(Recorded information begins)

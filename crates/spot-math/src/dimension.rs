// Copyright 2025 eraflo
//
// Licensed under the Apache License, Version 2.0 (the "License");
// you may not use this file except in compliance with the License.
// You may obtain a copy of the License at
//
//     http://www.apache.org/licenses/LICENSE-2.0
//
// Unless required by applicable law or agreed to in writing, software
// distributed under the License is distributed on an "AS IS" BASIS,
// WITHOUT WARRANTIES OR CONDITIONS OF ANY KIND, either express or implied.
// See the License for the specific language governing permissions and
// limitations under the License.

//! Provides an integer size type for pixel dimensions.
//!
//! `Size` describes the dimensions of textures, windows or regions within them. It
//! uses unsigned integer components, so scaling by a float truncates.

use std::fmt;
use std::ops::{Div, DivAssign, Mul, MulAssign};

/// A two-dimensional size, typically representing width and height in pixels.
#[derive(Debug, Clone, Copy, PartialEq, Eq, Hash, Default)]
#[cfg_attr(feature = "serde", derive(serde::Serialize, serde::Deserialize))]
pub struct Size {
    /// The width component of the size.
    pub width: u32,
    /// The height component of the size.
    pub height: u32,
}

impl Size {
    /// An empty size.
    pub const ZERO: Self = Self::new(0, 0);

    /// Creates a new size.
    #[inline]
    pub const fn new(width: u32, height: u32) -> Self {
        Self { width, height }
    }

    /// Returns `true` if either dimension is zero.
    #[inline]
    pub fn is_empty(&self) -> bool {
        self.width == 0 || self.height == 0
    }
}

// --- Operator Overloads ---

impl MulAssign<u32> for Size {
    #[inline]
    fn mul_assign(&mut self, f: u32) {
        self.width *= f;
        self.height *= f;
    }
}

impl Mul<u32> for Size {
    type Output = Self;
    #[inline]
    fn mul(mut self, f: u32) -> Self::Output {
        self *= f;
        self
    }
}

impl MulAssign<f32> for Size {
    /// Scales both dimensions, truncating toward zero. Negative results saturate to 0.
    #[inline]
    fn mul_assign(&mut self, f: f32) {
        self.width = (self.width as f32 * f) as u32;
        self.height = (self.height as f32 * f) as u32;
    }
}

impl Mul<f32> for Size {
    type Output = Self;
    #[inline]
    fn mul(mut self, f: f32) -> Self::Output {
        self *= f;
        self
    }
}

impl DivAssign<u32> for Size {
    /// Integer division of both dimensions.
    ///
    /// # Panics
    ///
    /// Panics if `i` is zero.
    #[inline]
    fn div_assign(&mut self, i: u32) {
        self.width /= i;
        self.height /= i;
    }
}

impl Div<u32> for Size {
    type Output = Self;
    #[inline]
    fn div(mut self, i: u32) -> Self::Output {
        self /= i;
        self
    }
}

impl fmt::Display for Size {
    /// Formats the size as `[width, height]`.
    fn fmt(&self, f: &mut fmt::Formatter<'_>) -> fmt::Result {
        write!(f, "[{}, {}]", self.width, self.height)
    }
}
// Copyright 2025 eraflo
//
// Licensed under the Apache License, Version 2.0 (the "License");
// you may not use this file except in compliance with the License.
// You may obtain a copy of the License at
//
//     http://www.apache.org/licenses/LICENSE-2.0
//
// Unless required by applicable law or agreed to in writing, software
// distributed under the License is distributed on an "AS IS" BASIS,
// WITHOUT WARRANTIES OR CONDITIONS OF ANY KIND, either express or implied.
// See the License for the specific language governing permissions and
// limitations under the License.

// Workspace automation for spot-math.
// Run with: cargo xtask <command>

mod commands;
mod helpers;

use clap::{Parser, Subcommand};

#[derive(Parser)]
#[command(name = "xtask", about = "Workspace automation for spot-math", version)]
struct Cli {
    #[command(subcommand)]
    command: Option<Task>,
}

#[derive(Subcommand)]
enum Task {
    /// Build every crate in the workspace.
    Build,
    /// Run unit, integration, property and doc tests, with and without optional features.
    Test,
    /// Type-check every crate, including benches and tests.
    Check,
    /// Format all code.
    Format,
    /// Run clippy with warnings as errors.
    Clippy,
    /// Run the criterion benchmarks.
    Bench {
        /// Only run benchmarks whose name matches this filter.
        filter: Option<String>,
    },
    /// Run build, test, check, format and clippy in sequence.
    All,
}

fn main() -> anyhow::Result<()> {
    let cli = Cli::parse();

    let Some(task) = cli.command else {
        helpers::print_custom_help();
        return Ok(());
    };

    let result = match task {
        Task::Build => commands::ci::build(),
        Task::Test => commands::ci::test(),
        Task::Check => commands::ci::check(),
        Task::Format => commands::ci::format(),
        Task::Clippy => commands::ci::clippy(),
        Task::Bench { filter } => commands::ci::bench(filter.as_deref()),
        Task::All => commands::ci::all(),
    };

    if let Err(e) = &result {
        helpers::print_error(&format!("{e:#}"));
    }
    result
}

(Recorded information ends)
(Recorded information begins)

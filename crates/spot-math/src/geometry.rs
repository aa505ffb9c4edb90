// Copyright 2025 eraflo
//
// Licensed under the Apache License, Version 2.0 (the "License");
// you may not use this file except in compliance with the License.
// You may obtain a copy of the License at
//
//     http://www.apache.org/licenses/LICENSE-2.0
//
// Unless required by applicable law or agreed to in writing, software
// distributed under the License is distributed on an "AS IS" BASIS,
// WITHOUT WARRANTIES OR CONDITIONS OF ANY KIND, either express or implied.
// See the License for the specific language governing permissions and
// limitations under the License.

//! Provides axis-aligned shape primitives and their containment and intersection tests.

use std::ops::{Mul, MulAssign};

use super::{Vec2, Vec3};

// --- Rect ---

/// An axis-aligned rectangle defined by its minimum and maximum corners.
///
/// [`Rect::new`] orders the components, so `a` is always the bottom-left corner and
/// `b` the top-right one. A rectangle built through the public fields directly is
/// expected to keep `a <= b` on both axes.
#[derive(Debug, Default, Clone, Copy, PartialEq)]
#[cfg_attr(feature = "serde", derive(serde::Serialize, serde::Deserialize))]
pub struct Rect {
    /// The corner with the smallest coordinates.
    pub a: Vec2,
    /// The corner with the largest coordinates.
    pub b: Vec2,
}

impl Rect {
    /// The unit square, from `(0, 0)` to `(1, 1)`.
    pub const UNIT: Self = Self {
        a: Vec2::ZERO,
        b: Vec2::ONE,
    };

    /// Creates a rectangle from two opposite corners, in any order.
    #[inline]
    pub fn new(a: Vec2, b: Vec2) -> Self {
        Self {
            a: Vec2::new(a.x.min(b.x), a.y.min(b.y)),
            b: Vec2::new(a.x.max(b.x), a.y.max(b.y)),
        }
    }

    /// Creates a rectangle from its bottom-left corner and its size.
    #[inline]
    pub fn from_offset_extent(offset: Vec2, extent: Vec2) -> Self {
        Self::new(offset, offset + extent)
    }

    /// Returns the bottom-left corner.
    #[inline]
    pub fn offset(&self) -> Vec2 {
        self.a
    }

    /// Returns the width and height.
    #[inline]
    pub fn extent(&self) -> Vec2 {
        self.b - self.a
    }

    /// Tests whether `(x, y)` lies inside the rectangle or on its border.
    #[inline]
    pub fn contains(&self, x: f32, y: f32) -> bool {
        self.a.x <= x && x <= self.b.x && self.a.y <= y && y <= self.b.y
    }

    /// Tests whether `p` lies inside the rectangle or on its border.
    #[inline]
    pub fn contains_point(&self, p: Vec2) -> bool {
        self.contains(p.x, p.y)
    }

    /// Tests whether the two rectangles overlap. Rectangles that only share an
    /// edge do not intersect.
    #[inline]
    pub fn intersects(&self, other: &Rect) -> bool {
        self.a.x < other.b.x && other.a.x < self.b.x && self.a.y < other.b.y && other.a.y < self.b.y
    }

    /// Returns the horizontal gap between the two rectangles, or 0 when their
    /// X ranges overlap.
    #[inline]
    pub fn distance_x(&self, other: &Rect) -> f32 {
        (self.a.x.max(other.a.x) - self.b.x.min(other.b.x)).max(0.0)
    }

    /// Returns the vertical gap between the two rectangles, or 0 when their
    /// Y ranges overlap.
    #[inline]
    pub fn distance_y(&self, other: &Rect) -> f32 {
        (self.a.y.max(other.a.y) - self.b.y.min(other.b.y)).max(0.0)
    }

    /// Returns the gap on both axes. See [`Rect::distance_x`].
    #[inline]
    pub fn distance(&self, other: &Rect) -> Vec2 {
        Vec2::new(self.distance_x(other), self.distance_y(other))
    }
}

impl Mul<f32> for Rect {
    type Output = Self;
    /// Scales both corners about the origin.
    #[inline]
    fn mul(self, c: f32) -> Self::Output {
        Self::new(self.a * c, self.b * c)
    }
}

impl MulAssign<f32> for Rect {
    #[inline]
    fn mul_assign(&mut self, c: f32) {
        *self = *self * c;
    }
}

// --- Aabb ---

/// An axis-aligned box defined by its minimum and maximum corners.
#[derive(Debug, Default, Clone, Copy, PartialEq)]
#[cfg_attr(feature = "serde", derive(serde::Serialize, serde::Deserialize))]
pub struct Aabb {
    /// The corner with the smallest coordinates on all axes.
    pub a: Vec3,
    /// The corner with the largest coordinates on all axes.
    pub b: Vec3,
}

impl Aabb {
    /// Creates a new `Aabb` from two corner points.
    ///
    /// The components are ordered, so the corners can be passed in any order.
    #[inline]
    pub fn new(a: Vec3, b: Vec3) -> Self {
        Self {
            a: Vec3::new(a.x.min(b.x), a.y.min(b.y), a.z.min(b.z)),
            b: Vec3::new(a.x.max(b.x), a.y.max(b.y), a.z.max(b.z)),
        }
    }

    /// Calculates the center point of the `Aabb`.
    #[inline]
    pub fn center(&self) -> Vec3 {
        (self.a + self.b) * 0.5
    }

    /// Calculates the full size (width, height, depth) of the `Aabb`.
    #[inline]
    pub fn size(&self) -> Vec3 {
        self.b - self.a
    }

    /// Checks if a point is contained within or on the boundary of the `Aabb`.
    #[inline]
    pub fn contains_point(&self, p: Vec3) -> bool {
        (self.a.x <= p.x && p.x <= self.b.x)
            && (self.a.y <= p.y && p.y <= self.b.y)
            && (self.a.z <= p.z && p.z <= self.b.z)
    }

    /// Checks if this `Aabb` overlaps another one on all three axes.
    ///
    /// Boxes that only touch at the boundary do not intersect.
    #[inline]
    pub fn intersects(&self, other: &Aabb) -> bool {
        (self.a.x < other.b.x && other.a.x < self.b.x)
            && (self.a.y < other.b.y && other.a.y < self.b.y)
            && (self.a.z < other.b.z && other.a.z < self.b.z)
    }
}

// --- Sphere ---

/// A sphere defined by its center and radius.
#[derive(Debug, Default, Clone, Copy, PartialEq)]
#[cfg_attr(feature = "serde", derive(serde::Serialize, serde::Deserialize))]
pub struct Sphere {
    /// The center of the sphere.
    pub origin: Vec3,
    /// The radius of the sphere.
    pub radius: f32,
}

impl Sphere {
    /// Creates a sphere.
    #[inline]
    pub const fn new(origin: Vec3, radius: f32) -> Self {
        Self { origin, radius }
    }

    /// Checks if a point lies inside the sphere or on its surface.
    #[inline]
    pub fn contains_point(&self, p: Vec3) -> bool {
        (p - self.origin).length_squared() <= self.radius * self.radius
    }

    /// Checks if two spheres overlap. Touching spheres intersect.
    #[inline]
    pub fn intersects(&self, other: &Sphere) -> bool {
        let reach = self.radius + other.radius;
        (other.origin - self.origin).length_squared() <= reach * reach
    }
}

(Recorded information ends)

Problem statement: Working from the material above, retype exactly the lines from the one with "filename crates/spot-math/src/dimension.rs" through the one with "pub const fn new(width: u32, height: u32)", both included, and only those lines.

Written answer:
filename crates/spot-math/src/dimension.rs
// Copyright 2025 eraflo
//
// Licensed under the Apache License, Version 2.0 (the "License");
// you may not use this file except in compliance with the License.
// You may obtain a copy of the License at
//
//     http://www.apache.org/licenses/LICENSE-2.0
//
// Unless required by applicable law or agreed to in writing, software
// distributed under the License is distributed on an "AS IS" BASIS,
// WITHOUT WARRANTIES OR CONDITIONS OF ANY KIND, either express or implied.
// See the License for the specific language governing permissions and
// limitations under the License.

//! Provides an integer size type for pixel dimensions.
//!
//! `Size` describes the dimensions of textures, windows or regions within them. It
//! uses unsigned integer components, so scaling by a float truncates.

use std::fmt;
use std::ops::{Div, DivAssign, Mul, MulAssign};

/// A two-dimensional size, typically representing width and height in pixels.
#[derive(Debug, Clone, Copy, PartialEq, Eq, Hash, Default)]
#[cfg_attr(feature = "serde", derive(serde::Serialize, serde::Deserialize))]
pub struct Size {
    /// The width component of the size.
    pub width: u32,
    /// The height component of the size.
    pub height: u32,
}

impl Size {
    /// An empty size.
    pub const ZERO: Self = Self::new(0, 0);

    /// Creates a new size.
    #[inline]
    pub const fn new(width: u32, height: u32) -> Self {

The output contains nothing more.